Me poso delante de la puerta blanca con la mano en el pomo sin poder girarlo para entrar y verla finalmente. No puedo, no puedo verla. Pero quiero, necesito hacerlo. En la UCI del hospital de Mountwood, no hay paredes completas, quizás unos cincuenta centímetros de pared y lo demás es ventanales para que las enfermeras estén al pendiente de sus pacientes y saber si algo anda mal. Veo mis pies y el piso para no derrumbarme nuevamente.
Cuando finalmente entro no me sorprende la habitación de blanco, como todo aquí. Escucho mil sonidos agudos alrededor y uno con respiración pausada. Mi vista se maneja despacio y la miro ahí, acostada con miles de cables en su cuerpo, blanca, quieta y pasiva. Solía verla dormir a menudo por las madrugadas pero jamás ha tenido un sueño tranquilo. Me acerco con piernas de hierro y me arrodillo frente a ella, deslizo mi mano sobre su cabello. Esto es tan irreal. Su piel esta fría, sus labios sellados y su ceño sereno. El golpe de la cabeza está tapado con una gaza blanca, donde seguramente tiene puntos para cerrar la herida.
-Mi vida- susurro y paso su mano en mi mejilla. No lo evito y mis ojos se humedecen de nuevo.

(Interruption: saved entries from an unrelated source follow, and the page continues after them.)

//! First-order optimizers over flattened parameter vectors

use ndarray::Array1;
use serde::{Deserialize, Serialize};
use tracing::trace;

use pgkit_core::{RLError, Result};

use crate::schedule::Schedule;

/// Update rule of an [`Optimizer`]
#[derive(Debug, Clone, Copy, PartialEq, Serialize, Deserialize)]
#[serde(tag = "kind", rename_all = "snake_case")]
pub enum OptimizerKind {
    /// Plain gradient descent
    Sgd,
    /// Adam with bias-corrected moment estimates
    Adam {
        /// Decay of the first moment
        beta1: f64,
        /// Decay of the second moment
        beta2: f64,
        /// Denominator epsilon
        eps: f64,
    },
}

impl OptimizerKind {
    /// Adam with the usual `0.9 / 0.999 / 1e-8` constants
    #[must_use]
    pub fn adam() -> Self {
        Self::Adam {
            beta1: 0.9,
            beta2: 0.999,
            eps: 1e-8,
        }
    }
}

impl Default for OptimizerKind {
    fn default() -> Self {
        Self::adam()
    }
}

/// What one optimizer step did
#[derive(Debug, Clone, Copy, PartialEq)]
pub struct OptimizerStep {
    /// Learning rate used for the step
    pub learning_rate: f64,
    /// Global gradient norm before clipping
    pub grad_norm: f64,
}

/// Gradient-descent optimizer with optional global-norm clipping
///
/// The learning rate for step `t` is read from the schedule before the
/// step counter advances, so the first step uses `schedule.value(0)`.
#[derive(Debug)]
pub struct Optimizer {
    kind: OptimizerKind,
    schedule: Box<dyn Schedule>,
    max_grad_norm: Option<f64>,
    momentum: Array1<f64>,
    velocity: Array1<f64>,
    t: usize,
}

impl Optimizer {
    /// Create an optimizer following `schedule`
    pub fn new(kind: OptimizerKind, schedule: Box<dyn Schedule>) -> Self {
        Self {
            kind,
            schedule,
            max_grad_norm: None,
            momentum: Array1::zeros(0),
            velocity: Array1::zeros(0),
            t: 0,
        }
    }

    /// Rescale gradients whose global norm exceeds `max_grad_norm`
    #[must_use]
    pub fn with_max_grad_norm(mut self, max_grad_norm: Option<f64>) -> Self {
        self.max_grad_norm = max_grad_norm;
        self
    }

    /// Learning rate the next step will use
    #[must_use]
    pub fn learning_rate(&self) -> f64 {
        self.schedule.value(self.t)
    }

    /// Number of steps taken
    #[must_use]
    pub fn steps(&self) -> usize {
        self.t
    }

    /// Apply one update to `params` in place
    pub fn step(&mut self, params: &mut Array1<f64>, mut grad: Array1<f64>) -> Result<OptimizerStep> {
        if grad.len() != params.len() {
            return Err(RLError::DimensionMismatch {
                expected: params.len(),
                actual: grad.len(),
            });
        }
        let grad_norm = grad.dot(&grad).sqrt();
        if !grad_norm.is_finite() {
            return Err(RLError::Computation(format!("non-finite gradient norm {grad_norm}")));
        }
        if let Some(max_norm) = self.max_grad_norm {
            if grad_norm > max_norm {
                grad *= max_norm / grad_norm;
            }
        }

        let learning_rate = self.learning_rate();
        self.t += 1;

        match self.kind {
            OptimizerKind::Sgd => params.scaled_add(-learning_rate, &grad),
            OptimizerKind::Adam { beta1, beta2, eps } => {
                if self.momentum.len() != params.len() {
                    self.momentum = Array1::zeros(params.len());
                    self.velocity = Array1::zeros(params.len());
                }
                self.momentum = &self.momentum * beta1 + &grad * (1.0 - beta1);
                self.velocity = &self.velocity * beta2 + &grad.mapv(|g| g * g) * (1.0 - beta2);

                let t = i32::try_from(self.t).unwrap_or(i32::MAX);
                let m_correction = 1.0 - beta1.powi(t);
                let v_correction = 1.0 - beta2.powi(t);
                ndarray::Zip::from(params)
                    .and(&self.momentum)
                    .and(&self.velocity)
                    .for_each(|p, &m, &v| {
                        let m_hat = m / m_correction;
                        let v_hat = v / v_correction;
                        *p -= learning_rate * m_hat / (v_hat.sqrt() + eps);
                    });
            }
        }

        trace!(step = self.t, learning_rate, grad_norm, "optimizer step");
        Ok(OptimizerStep {
            learning_rate,
            grad_norm,
        })
    }
}

#[cfg(test)]
mod tests {
    use super::*;
    use crate::schedule::{ConstantSchedule, LinearSchedule};
    use approx::assert_abs_diff_eq;
    use ndarray::arr1;

    fn assert_close(actual: &Array1<f64>, expected: &[f64]) {
        assert_eq!(actual.len(), expected.len());
        for (a, e) in actual.iter().zip(expected) {
            assert_abs_diff_eq!(*a, *e, epsilon = 1e-12);
        }
    }

    #[test]
    fn test_sgd_step() {
        let mut opt = Optimizer::new(OptimizerKind::Sgd, Box::new(ConstantSchedule::new(0.1)));
        let mut params = arr1(&[1.0, -1.0]);
        let report = opt.step(&mut params, arr1(&[2.0, 0.0])).unwrap();
        assert_close(&params, &[0.8, -1.0]);
        assert_abs_diff_eq!(report.grad_norm, 2.0);
        assert_eq!(opt.steps(), 1);
    }

    #[test]
    fn test_gradient_clipping() {
        let mut opt = Optimizer::new(OptimizerKind::Sgd, Box::new(ConstantSchedule::new(1.0)))
            .with_max_grad_norm(Some(1.0));
        let mut params = arr1(&[0.0, 0.0]);
        let report = opt.step(&mut params, arr1(&[3.0, 4.0])).unwrap();
        assert_abs_diff_eq!(report.grad_norm, 5.0);
        assert_close(&params, &[-0.6, -0.8]);
    }

    #[test]
    fn test_adam_first_step_moves_by_learning_rate() {
        let mut opt = Optimizer::new(OptimizerKind::adam(), Box::new(ConstantSchedule::new(0.01)));
        let mut params = arr1(&[0.0, 0.0, 0.0]);
        opt.step(&mut params, arr1(&[5.0, -0.1, 0.0])).unwrap();
        assert_abs_diff_eq!(params[0], -0.01, epsilon = 1e-6);
        assert_abs_diff_eq!(params[1], 0.01, epsilon = 1e-6);
        assert_abs_diff_eq!(params[2], 0.0);
    }

    #[test]
    fn test_learning_rate_follows_schedule() {
        let mut opt = Optimizer::new(OptimizerKind::Sgd, Box::new(LinearSchedule::new(1.0, 0.0, 4)));
        let mut params = arr1(&[0.0]);
        let used: Vec<f64> = (0..5)
            .map(|_| opt.step(&mut params, arr1(&[1.0])).unwrap().learning_rate)
            .collect();
        assert_eq!(used, vec![1.0, 0.75, 0.5, 0.25, 0.0]);
        assert_abs_diff_eq!(params[0], -2.5);
    }

    #[test]
    fn test_rejects_bad_gradients() {
        let mut opt = Optimizer::new(OptimizerKind::Sgd, Box::new(ConstantSchedule::new(0.1)));
        let mut params = arr1(&[0.0, 0.0]);
        assert!(matches!(
            opt.step(&mut params, arr1(&[1.0])),
            Err(RLError::DimensionMismatch { expected: 2, actual: 1 })
        ));
        assert!(matches!(
            opt.step(&mut params, arr1(&[f64::NAN, 0.0])),
            Err(RLError::Computation(_))
        ));
        assert_eq!(opt.steps(), 0);
    }

    #[test]
    fn test_kind_from_json() {
        let kind: OptimizerKind = serde_json::from_str(r#"{"kind": "sgd"}"#).unwrap();
        assert_eq!(kind, OptimizerKind::Sgd);
        let kind: OptimizerKind =
            serde_json::from_str(r#"{"kind": "adam", "beta1": 0.5, "beta2": 0.9, "eps": 1e-6}"#).unwrap();
        assert!(matches!(kind, OptimizerKind::Adam { beta1, .. } if beta1 == 0.5));
    }
}
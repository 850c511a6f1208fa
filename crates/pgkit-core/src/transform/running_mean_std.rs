//! Streaming mean and variance with Chan's parallel merge

use ndarray::{ArrayD, Axis, IxDyn};
use serde::{Deserialize, Serialize};
use tracing::debug;

use crate::{IntoBatch, RLError, Result};

/// Online estimate of the per-feature mean and variance of a stream of batches
///
/// Every call to [`update`](Self::update) folds one batch into the running
/// state without keeping history. Statistics are population (ddof = 0)
/// moments. Mean and variance are `None` until the first update.
#[derive(Debug, Clone, Default, PartialEq, Serialize, Deserialize)]
pub struct RunningMeanStd {
    mean: Option<ArrayD<f64>>,
    var: Option<ArrayD<f64>>,
    count: u64,
}

impl RunningMeanStd {
    /// Empty estimator
    #[must_use]
    pub fn new() -> Self {
        Self::default()
    }

    /// Fold a batch into the running statistics
    ///
    /// A scalar is one sample of one feature, a flat sequence of length `N`
    /// is `N` samples of one feature, and higher-rank input is used as-is
    /// with axis 0 indexing samples. The feature shape must match the one
    /// seen on the first update.
    pub fn update<X: IntoBatch>(&mut self, x: X) -> Result<()> {
        let batch = x.into_batch()?;
        let batch_count = batch.len_of(Axis(0));
        let batch_mean = batch.mean_axis(Axis(0)).ok_or_else(|| {
            RLError::Shape("cannot update running statistics with an empty batch".to_string())
        })?;
        let batch_var = batch.var_axis(Axis(0), 0.0);

        let (mean, var) = match (&self.mean, &self.var) {
            (Some(mean), Some(var)) => {
                if mean.shape() != batch_mean.shape() {
                    return Err(RLError::Shape(format!(
                        "feature shape {:?} does not match running statistics of shape {:?}",
                        batch_mean.shape(),
                        mean.shape()
                    )));
                }
                merge(mean, var, self.count, &batch_mean, &batch_var, batch_count)
            }
            _ => {
                debug!(feature_shape = ?batch_mean.shape(), batch_count, "initialized running statistics");
                (batch_mean, batch_var)
            }
        };

        self.mean = Some(mean);
        self.var = Some(var);
        self.count += batch_count as u64;
        Ok(())
    }

    /// Running mean squeezed to the feature shape (size-1 axes removed)
    #[must_use]
    pub fn mean(&self) -> Option<ArrayD<f64>> {
        self.mean.as_ref().map(squeeze)
    }

    /// Running population variance, squeezed
    #[must_use]
    pub fn variance(&self) -> Option<ArrayD<f64>> {
        self.var.as_ref().map(squeeze)
    }

    /// Running population standard deviation, squeezed
    #[must_use]
    pub fn standard_deviation(&self) -> Option<ArrayD<f64>> {
        self.var.as_ref().map(|var| squeeze(&var.mapv(f64::sqrt)))
    }

    /// Unsqueezed mean and variance, shaped like one sample
    #[must_use]
    pub fn moments(&self) -> Option<(&ArrayD<f64>, &ArrayD<f64>)> {
        self.mean.as_ref().zip(self.var.as_ref())
    }

    /// Number of samples seen so far
    #[must_use]
    pub fn count(&self) -> u64 {
        self.count
    }
}

#[allow(clippy::cast_precision_loss)]
fn merge(
    mean: &ArrayD<f64>,
    var: &ArrayD<f64>,
    count: u64,
    batch_mean: &ArrayD<f64>,
    batch_var: &ArrayD<f64>,
    batch_count: usize,
) -> (ArrayD<f64>, ArrayD<f64>) {
    let n = count as f64;
    let bn = batch_count as f64;
    let total = n + bn;

    let delta = batch_mean - mean;
    let new_mean = mean + &(&delta * (bn / total));
    let m2 = var * n + batch_var * bn + delta.mapv(|d| d * d) * (n * bn / total);
    (new_mean, m2 / total)
}

fn squeeze(a: &ArrayD<f64>) -> ArrayD<f64> {
    let shape: Vec<usize> = a.shape().iter().copied().filter(|&d| d != 1).collect();
    let values: Vec<f64> = a.iter().copied().collect();
    ArrayD::from_shape_vec(IxDyn(&shape), values).unwrap_or_else(|_| a.clone())
}

#[cfg(test)]
mod tests {
    use super::*;
    use approx::assert_abs_diff_eq;
    use ndarray::arr2;

    fn assert_values(actual: &ArrayD<f64>, expected: &[f64]) {
        let actual: Vec<f64> = actual.iter().copied().collect();
        assert_eq!(actual.len(), expected.len());
        for (a, e) in actual.iter().zip(expected) {
            assert_abs_diff_eq!(*a, *e, epsilon = 1e-9);
        }
    }

    #[test]
    fn test_starts_uninitialized() {
        let rms = RunningMeanStd::new();
        assert_eq!(rms.count(), 0);
        assert!(rms.mean().is_none());
        assert!(rms.standard_deviation().is_none());
        assert!(rms.moments().is_none());
    }

    #[test]
    fn test_incremental_matches_batch() {
        let mut incremental = RunningMeanStd::new();
        for x in [1.0, 2.0, 3.0, 4.0] {
            incremental.update(x).unwrap();
        }

        let mut batch = RunningMeanStd::new();
        batch.update(vec![1.0, 2.0, 3.0, 4.0]).unwrap();

        for rms in [&incremental, &batch] {
            assert_eq!(rms.count(), 4);
            let mean = rms.mean().unwrap();
            assert_eq!(mean.ndim(), 0);
            assert_values(&mean, &[2.5]);
            assert_values(&rms.standard_deviation().unwrap(), &[1.25_f64.sqrt()]);
        }
    }

    #[test]
    fn test_column_statistics() {
        let data = arr2(&[[1.0, 10.0, 100.0], [2.0, 20.0, 200.0], [3.0, 30.0, 300.0], [4.0, 40.0, 400.0]]);
        let mut rms = RunningMeanStd::new();
        rms.update(&data).unwrap();

        let std = 1.25_f64.sqrt();
        assert_eq!(rms.count(), 4);
        assert_values(&rms.mean().unwrap(), &[2.5, 25.0, 250.0]);
        assert_values(&rms.standard_deviation().unwrap(), &[std, 10.0 * std, 100.0 * std]);

        let (mean, var) = rms.moments().unwrap();
        assert_eq!(mean.shape(), &[3]);
        assert_eq!(var.shape(), &[3]);
    }

    #[test]
    fn test_split_batches_merge_exactly() {
        let data = arr2(&[[1.0, -3.0], [5.0, 2.0], [2.0, 8.0], [7.0, 0.5], [0.0, 1.0]]);
        let mut whole = RunningMeanStd::new();
        whole.update(&data).unwrap();

        let mut split = RunningMeanStd::new();
        split.update(data.slice(ndarray::s![..2, ..])).unwrap();
        split.update(data.slice(ndarray::s![2.., ..])).unwrap();

        assert_eq!(split.count(), whole.count());
        let expected_mean: Vec<f64> = whole.mean().unwrap().iter().copied().collect();
        let expected_var: Vec<f64> = whole.variance().unwrap().iter().copied().collect();
        assert_values(&split.mean().unwrap(), &expected_mean);
        assert_values(&split.variance().unwrap(), &expected_var);
    }

    #[test]
    fn test_feature_shape_mismatch() {
        let mut rms = RunningMeanStd::new();
        rms.update(arr2(&[[1.0, 2.0], [3.0, 4.0]])).unwrap();
        let err = rms.update(arr2(&[[1.0, 2.0, 3.0]])).unwrap_err();
        assert!(matches!(err, RLError::Shape(_)));
        assert_eq!(rms.count(), 2);
    }

    #[test]
    fn test_empty_batch() {
        let mut rms = RunningMeanStd::new();
        let err = rms.update(Vec::<f64>::new()).unwrap_err();
        assert!(matches!(err, RLError::Shape(_)));
        assert_eq!(rms.count(), 0);
    }

    #[test]
    fn test_serde_round_trip() {
        let mut rms = RunningMeanStd::new();
        rms.update(vec![1.0, 2.0, 3.0]).unwrap();
        let json = serde_json::to_string(&rms).unwrap();
        let restored: RunningMeanStd = serde_json::from_str(&json).unwrap();
        assert_eq!(restored, rms);
    }
}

Su cabello está apagado, su piel parece escarcha y sus labios no tienen ese color rosado que me vuelve loco. No veo sus ojos color de color avellana. Todo en ella está apagado. En mi mente pasan mil imágenes de recuerdos con ella y ni enferma la veo así. Ella siempre sonríe, se ríe, frunce el ceño, juega con su cabello lacio, muerde su labio cuando está nerviosa, canta, pinta , hace cientos ademanes y expresiones faciales, juega con laika como si se tratase de una niña pequeña, me roba besos y acaricia mi rostro cuando manejo y veo televisión. Vida, eso irradia ella pero… esta chica no. Tomo una bocanada de aire para asimilar la imagen que ahora tengo y debo ser fuerte hasta que ella despierte.
-¿Señor?- me llama el chico de la cafetería. Me incorporo y lo miro. –Tenemos casa llena pero si no le molesta puede compartir una mesa- sonríe.
-Sí, no hay problema-
-Descuide. Venga – camina dentro de la cafetería Starbucks. No me sorprende jamás que esté lleno, es la única en todo Mountwood. El chico se para entre todas las mesas y señala una. –Allá, venga conmigo- me dice y se dispone a caminar cuando lo detengo.
-¿Ya le pregunto a su otro cliente si esto está bien?- pregunto. El muchacho, quien seguramente es menor que yo, se ríe entusiasta y seguro.
-No se preocupe, ya he hablado con el cliente y no tienen ningún problema con compartir la mesa con usted- levanta sus hombros en una larga respiración y camina, no me queda remedio que seguirlo. En la mesa frente a nosotros hay una chica escuchando fuertemente música mientras lee un libro y hace garabatos en una libreta, su café y su panecillo están a un lado de ella. Se ve tan despreocupada que me asusta compartir mesa con ella. El mesero carraspea la garganta pero ella no le escucha, me rio suave, lo vuelve a hacer y sutilmente mueve su hombro que garabatea, la chica finalmente nos presta atención.
-Señorita ¿No importa compartir la mesa?- le pregunta.
-Oh, no, no. Por favor tome asiento- responde ella quitando su maletín de la silla y despejando el área un poco.
-Gracias, aquí tiene otro panecillo por su compresión, de verdad gracias- le dice.
-Ya, Víctor. De nada y basta de tratarme de “señorita” y de darme panecillos extras, no me quieras engordar- le frunce el ceño de manera divertida y le sonríe de vuelta. Víctor ríe y se aleja.
-Es un amigo mío- me dice.
-Ah, que bueno- respondo y me siento. Miro alrededor buscando mi Caramel Mochiatto y mi rosquilla en la bandeja de algún mesero. Veo a la chica, quien ha regresado a sus asuntos, pero sin audífonos, da un pequeño sorbo de su café. Su cabello castaño claro cenizo, lacio y brilloso como jamás he visto otro cabello se transforma en una ligera cortina entre ella y yo. Me pica la garganta y carraspeo un poco.